Perry testifies on
child immigrant crisis

The tens of thousands of Central American children entering the United States illegally is both a humanitarian crisis and a national security one, Texas Gov. Rick Perry (R) testified Thursday at a field hearing by the U.S. House Homeland Security Committee in McAllen in South Texas.

More than 52,000 unaccompanied children have been apprehended since October. Three-fourths of them are from Honduras, Guatemala and El Salvador, and say they are fleeing pervasive gang violence and crushing poverty.

Detention and processing facilities in Texas have been inundated, leading U.S. immigration authorities to begin sending some of the immigrants to overflow sites elsewhere in the Southwest to help screen and manage the surge.

Transfers of captured migrants to processing facilities in California sparked a backlash in the town of Murrieta, Calif., north of San Diego, where protesters shouting, “Go home!” blocked three buses carrying Central American families to a U.S. Border Patrol station Tuesday.

— From news services

Clerk faces suit over gay marriage licenses

The Colorado attorney general filed a lawsuit Thursday against Boulder County Clerk Hillary Hall in an effort to stop her from issuing same-sex marriage licenses after a regional appeals court ruling backed gay nuptials in neighboring Utah.

Hall has given out more than 100 marriage licenses since last week when the U.S. Court of Appeals for the 10th Circuit said Utah could not stop same-sex couples from getting wed but stayed its ruling until the Supreme Court ultimately decides.

Hall rejected requests from Attorney General John Suthers’ s office to halt the practice pending the outcome of rulings by higher courts.

Because the 10th Circuit covers Colorado as well as five neighboring states, Suthers said the state’s ban on same-sex marriage remained in force. He had threatened Hall with legal action if she did not stop voluntarily.
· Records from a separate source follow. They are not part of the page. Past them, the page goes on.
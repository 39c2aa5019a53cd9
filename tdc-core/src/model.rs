// TDC Toolkit
// Copyright (c) 2026 The TDC Toolkit Developers.
//
// This Source Code Form is subject to the terms of the Mozilla Public
// License, v. 2.0. If a copy of the MPL was not distributed with this
// file, You can obtain one at https://mozilla.org/MPL/2.0/.

//! The canonical event, channel specifications, and device configuration.
//! These types are shared by every crate downstream of the codec: the
//! pipeline moves `Event`s, the analysis crate configures its state
//! machines with `ChannelSpec`s, and the device crate is opened with a
//! `DeviceConfig`.

#[cfg(feature = "serde")]
use serde::{Deserialize, Serialize};

/// By convention, the synchronization input occupies channel 0; regular
/// inputs are `channel_index + 1`.
pub const SYNC_CHANNEL: u8 = 0;

/// A canonical `(channel, timestamp_ps)` detection event, already
/// overflow-corrected and expressed in picoseconds. Within one
/// acquisition, `timestamp_ps` is non-decreasing across consecutive
/// events in arrival order.
#[derive(Debug, Clone, Copy, PartialEq, Eq, PartialOrd, Ord)]
pub struct Event {
    pub channel: u8,
    pub timestamp_ps: u64,
}

impl Event {
    pub fn new(channel: u8, timestamp_ps: u64) -> Self {
        Event { channel, timestamp_ps }
    }
}

/// A single entry in a coincidence machine's channel list. `Plain` is
/// the ergonomic form a caller writes; it is lifted to
/// `Windowed(id, 0, 0)` when the machine is built. A `Windowed` entry used
/// as a non-base channel with a zero-width window is a configuration
/// error, checked where the machine is constructed (`tdc-analysis`), not
/// here.
#[derive(Debug, Clone, Copy, PartialEq, Eq)]
#[cfg_attr(feature = "serde", derive(Serialize, Deserialize))]
#[cfg_attr(feature = "serde", serde(untagged))]
pub enum ChannelSpec {
    Plain(u8),
    Windowed { channel: u8, peak_start_ps: u64, peak_end_ps: u64 },
}

impl ChannelSpec {
    pub fn channel(&self) -> u8 {
        match *self {
            ChannelSpec::Plain(ch) => ch,
            ChannelSpec::Windowed { channel, .. } => channel,
        }
    }

    /// The half-open delay window `(peak_start_ps, peak_end_ps)`, or
    /// `(0, 0)` for a `Plain` entry before normalization.
    pub fn window(&self) -> (u64, u64) {
        match *self {
            ChannelSpec::Plain(_) => (0, 0),
            ChannelSpec::Windowed { peak_start_ps, peak_end_ps, .. } => {
                (peak_start_ps, peak_end_ps)
            }
        }
    }

    /// `true` if the window has zero width, i.e. this spec has not been
    /// given a real delay window.
    pub fn is_zero_width(&self) -> bool {
        let (start, end) = self.window();
        start == end
    }
}

/// Edge polarity for a trigger input.
#[derive(Debug, Clone, Copy, PartialEq, Eq)]
#[cfg_attr(feature = "serde", derive(Serialize, Deserialize))]
pub enum Edge {
    Rising,
    Falling,
}

/// Device acquisition mode. Only T2 (every event individually time-tagged,
/// no on-device histogramming) is supported.
#[derive(Debug, Clone, Copy, PartialEq, Eq)]
#[cfg_attr(feature = "serde", derive(Serialize, Deserialize))]
pub enum Mode {
    T2,
}

/// Reference clock source. Only the device's internal clock is supported.
#[derive(Debug, Clone, Copy, PartialEq, Eq)]
#[cfg_attr(feature = "serde", derive(Serialize, Deserialize))]
pub enum RefSource {
    InternalClock,
}

/// Per-input trigger and offset configuration.
#[derive(Debug, Clone, Copy, PartialEq, Eq)]
#[cfg_attr(feature = "serde", derive(Serialize, Deserialize))]
pub struct InputChannelConfig {
    pub edge_level_mv: i32,
    pub edge: Edge,
    pub channel_offset_ps: i64,
    pub enable: bool,
}

/// An immutable device configuration, constructed before `open` and held
/// for the life of a device handle.
#[derive(Debug, Clone, PartialEq, Eq)]
#[cfg_attr(feature = "serde", derive(Serialize, Deserialize))]
pub struct DeviceConfig {
    pub sync_divider: u32,
    pub sync_edge_level_mv: i32,
    pub sync_edge: Edge,
    pub sync_channel_offset_ps: i64,
    pub sync_enable: bool,
    pub inputs: Vec<InputChannelConfig>,
}

impl DeviceConfig {
    /// The number of physical input channels this configuration expects
    /// the device to report. `DeviceSource::open` rejects a mismatch
    /// against what the vendor driver reports.
    pub fn input_count(&self) -> usize {
        self.inputs.len()
    }
}

/// The acquisition envelope: every acquisition begins with exactly
/// one `Start` marker carrying the device configuration snapshot and
/// requested duration, contains any number of `Batch`es, and ends with
/// exactly one `End` marker. The grammar `(Start Batch* End)*` holds for
/// any stream; markers are never interleaved.
///
/// Generic over the batch element type so the same envelope shape
/// carries raw 32-bit words between the device source and the decoder,
/// and decoded `Event`s between the decoder and its consumers.
#[derive(Debug, Clone, PartialEq, Eq)]
pub enum StreamMarker<T> {
    Start { config: DeviceConfig, duration_ms: u64 },
    Batch(Vec<T>),
    End,
}

/// Destination for the envelope a device source or decoder publishes
/// into. Implementations decide how `publish` suspends under
/// backpressure; the device source and decoder call it without knowing
/// whether the other side is a bounded channel, a test collector, or
/// something else.
pub trait RawSink<T> {
    fn publish(&mut self, marker: StreamMarker<T>) -> crate::error::Result<()>;
}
The state of Colorado permits same-sex civil unions.

— Reuters

No bail for man held in son’s hot car death

A judge denied bail Thursday to a suburban Atlanta man who prosecutors said intentionally left his 22-month-old son strapped inside a hot car to die because he wanted to live a child-free life.

The judge also found probable cause for murder and child cruelty charges against Justin Ross Harris, 33, of Marietta after hearing evidence that he exchanged nude photographs with women other than his wife while he was at work and his son was dying in the car on June 18.

The lead detective in the case testified that Harris was having marital and work problems and had done Internet research on living child-free and how to survive in prison before leaving son Cooper Harris in their SUV for seven hours. Harris told police that he forgot to drop his son off at day care before heading to work the morning of June 18.

— Reuters

N.C. allows limited use of medical marijuana: North Carolina Gov. Pat McCrory (R) signed a law Thursday allowing limited use of medical marijuana to treat seizures. North Carolina joins states that include Alabama, Mississippi and Florida in allowing the controlled use of a cannabis extract, cannabidiol.

R.I. raises minimum wage: Rhode Island Gov. Lincoln Chafee (D) has signed a bill to increase the state’s minimum wage by $1, to $9 an hour, his office said Thursday, after similar moves by neighboring New England states. The hike will take effect next year.

Film crew indicted in fatal train crash: The director of a movie about singer Gregg Allman and two other executives on the project were indicted Thursday on felony charges stemming from a fatal crash in which a freight train plowed into the film’s crew in southeast Georgia. If convicted, “Midnight Rider” director Randall Miller, his wife and business partner, Jody Savin, and the film’s executive producer, Jay Sedrish, could each face up to 11 years in prison in the Feb. 20 death of Sarah Jones, 27, a camera assistant from Atlanta.

One killed in Texas fireworks explosion: A trailer loaded with fireworks exploded Thursday near a Texas high school, killing one person and injuring three other people who were setting up for a Fourth of July show, authorities said. The explosion occurred near a baseball field adjacent to the high school in Comanche, about 100 miles southwest of Fort Worth, fire officials said.